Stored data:
'''

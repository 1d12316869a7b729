//! Counters describing how the token cache answered its callers.

// std
use std::sync::atomic::{AtomicU64, Ordering};

/// How a single `ensure_token` call was answered.
#[derive(Clone, Copy, Debug, PartialEq, Eq)]
pub enum CacheEvent {
	/// The call performed an identity exchange that produced a credential.
	Exchanged,
	/// The call was served a credential without exchanging, either from the cache or
	/// from a concurrent caller's exchange.
	Reused,
	/// The call performed an identity exchange that failed.
	Failed,
	/// The call waited on another caller's exchange and received its failure.
	SharedFailure,
}
impl CacheEvent {
	const COUNT: usize = 4;

	const fn slot(self) -> usize {
		match self {
			CacheEvent::Exchanged => 0,
			CacheEvent::Reused => 1,
			CacheEvent::Failed => 2,
			CacheEvent::SharedFailure => 3,
		}
	}
}

/// Point-in-time copy of [`ExchangeMetrics`].
#[derive(Clone, Copy, Debug, Default, PartialEq, Eq)]
pub struct ExchangeCounts {
	/// Identity exchanges that produced a credential.
	pub exchanges: u64,
	/// Calls answered without an exchange of their own.
	pub reuses: u64,
	/// Identity exchanges that failed.
	pub failures: u64,
	/// Calls that received a failure from an exchange they waited on.
	pub shared_failures: u64,
}

/// Token cache counters, updated without locking.
#[derive(Debug, Default)]
pub struct ExchangeMetrics {
	counters: [AtomicU64; CacheEvent::COUNT],
}
impl ExchangeMetrics {
	/// Copies every counter.
	pub fn snapshot(&self) -> ExchangeCounts {
		ExchangeCounts {
			exchanges: self.count(CacheEvent::Exchanged),
			reuses: self.count(CacheEvent::Reused),
			failures: self.count(CacheEvent::Failed),
			shared_failures: self.count(CacheEvent::SharedFailure),
		}
	}

	/// Number of calls answered with `event`.
	pub fn count(&self, event: CacheEvent) -> u64 {
		self.counters[event.slot()].load(Ordering::Relaxed)
	}

	/// Identity exchanges that produced a credential.
	pub fn exchanges(&self) -> u64 {
		self.count(CacheEvent::Exchanged)
	}

	/// Calls answered without an exchange of their own.
	pub fn reuses(&self) -> u64 {
		self.count(CacheEvent::Reused)
	}

	/// Identity exchanges that failed.
	pub fn failures(&self) -> u64 {
		self.count(CacheEvent::Failed)
	}

	pub(crate) fn record(&self, event: CacheEvent) {
		self.counters[event.slot()].fetch_add(1, Ordering::Relaxed);
	}
}
//! Provider resource names and the allow-list the relay serves.

// self
use crate::_prelude::*;

macro_rules! def_resources {
	($($variant:ident => $path:literal),+ $(,)?) => {
		/// Metadata provider resource addressed by `{base_url}/{resource}`.
		#[derive(Clone, Copy, Debug, PartialEq, Eq, PartialOrd, Ord, Hash, Serialize, Deserialize)]
		#[serde(rename_all = "snake_case")]
		pub enum ResourceName {
			$(
				#[doc = concat!("The `", $path, "` endpoint.")]
				$variant,
			)+
		}
		impl ResourceName {
			/// Every resource the relay knows how to address.
			pub const ALL: &'static [ResourceName] = &[$(ResourceName::$variant),+];

			/// Returns the provider path segment for the resource.
			pub const fn as_str(self) -> &'static str {
				match self {
					$(ResourceName::$variant => $path,)+
				}
			}
		}
		impl FromStr for ResourceName {
			type Err = UnknownResource;

			fn from_str(s: &str) -> Result<Self, Self::Err> {
				match s {
					$($path => Ok(ResourceName::$variant),)+
					other => Err(UnknownResource { name: other.to_owned() }),
				}
			}
		}
	};
}

def_resources! {
	Games => "games",
	Genres => "genres",
	Platforms => "platforms",
	Covers => "covers",
	Screenshots => "screenshots",
	Artworks => "artworks",
	Companies => "companies",
	Franchises => "franchises",
	GameModes => "game_modes",
	Themes => "themes",
	ReleaseDates => "release_dates",
	Websites => "websites",
	GameVideos => "game_videos",
	Search => "search",
}

impl Display for ResourceName {
	fn fmt(&self, f: &mut Formatter) -> FmtResult {
		f.write_str(self.as_str())
	}
}

/// Error returned when a path segment does not name a known resource.
#[derive(Clone, Debug, PartialEq, Eq, ThisError)]
#[error("Unknown resource `{name}`.")]
pub struct UnknownResource {
	/// Path segment that failed to parse.
	pub name: String,
}

/// Set of resources the relay forwards; everything else is refused at the boundary.
#[derive(Clone, Debug, PartialEq, Eq)]
pub struct ResourceAllowList(BTreeSet<ResourceName>);
impl ResourceAllowList {
	/// Resources served by default: the ones the game library client queries.
	pub const DEFAULT: &'static [ResourceName] =
		&[ResourceName::Games, ResourceName::Genres, ResourceName::Platforms];

	/// Creates an allow-list from the provided resources.
	pub fn new<I>(resources: I) -> Self
	where
		I: IntoIterator<Item = ResourceName>,
	{
		Self(resources.into_iter().collect())
	}

	/// Allow-list containing every known resource.
	pub fn all() -> Self {
		Self::new(ResourceName::ALL.iter().copied())
	}

	/// Parses a comma-separated list such as `games, genres,platforms`.
	///
	/// Blank entries are skipped; an input with no entries is rejected.
	pub fn parse_list(raw: &str) -> Result<Self, UnknownResource> {
		let mut set = BTreeSet::new();

		for entry in raw.split(',').map(str::trim).filter(|entry| !entry.is_empty()) {
			set.insert(entry.parse::<ResourceName>()?);
		}

		if set.is_empty() {
			return Err(UnknownResource { name: raw.trim().to_owned() });
		}

		Ok(Self(set))
	}

	/// Returns `true` when `resource` may be forwarded.
	pub fn allows(&self, resource: ResourceName) -> bool {
		self.0.contains(&resource)
	}

	/// Resolves a raw path segment into an allowed resource.
	pub fn resolve(&self, raw: &str) -> Option<ResourceName> {
		raw.parse::<ResourceName>().ok().filter(|resource| self.allows(*resource))
	}

	/// Iterates the allowed resources in a stable order.
	pub fn iter(&self) -> impl Iterator<Item = ResourceName> + '_ {
		self.0.iter().copied()
	}
}
impl Default for ResourceAllowList {
	fn default() -> Self {
		Self::new(Self::DEFAULT.iter().copied())
	}
}
impl Display for ResourceAllowList {
	fn fmt(&self, f: &mut Formatter) -> FmtResult {
		for (idx, resource) in self.iter().enumerate() {
			if idx > 0 {
				f.write_str(",")?;
			}

			f.write_str(resource.as_str())?;
		}

		Ok(())
	}
}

'''

Every line above in which the word "slot" occurs needs to be copied.

	const fn slot(self) -> usize {
		self.counters[event.slot()].load(Ordering::Relaxed)
		self.counters[event.slot()].fetch_add(1, Ordering::Relaxed);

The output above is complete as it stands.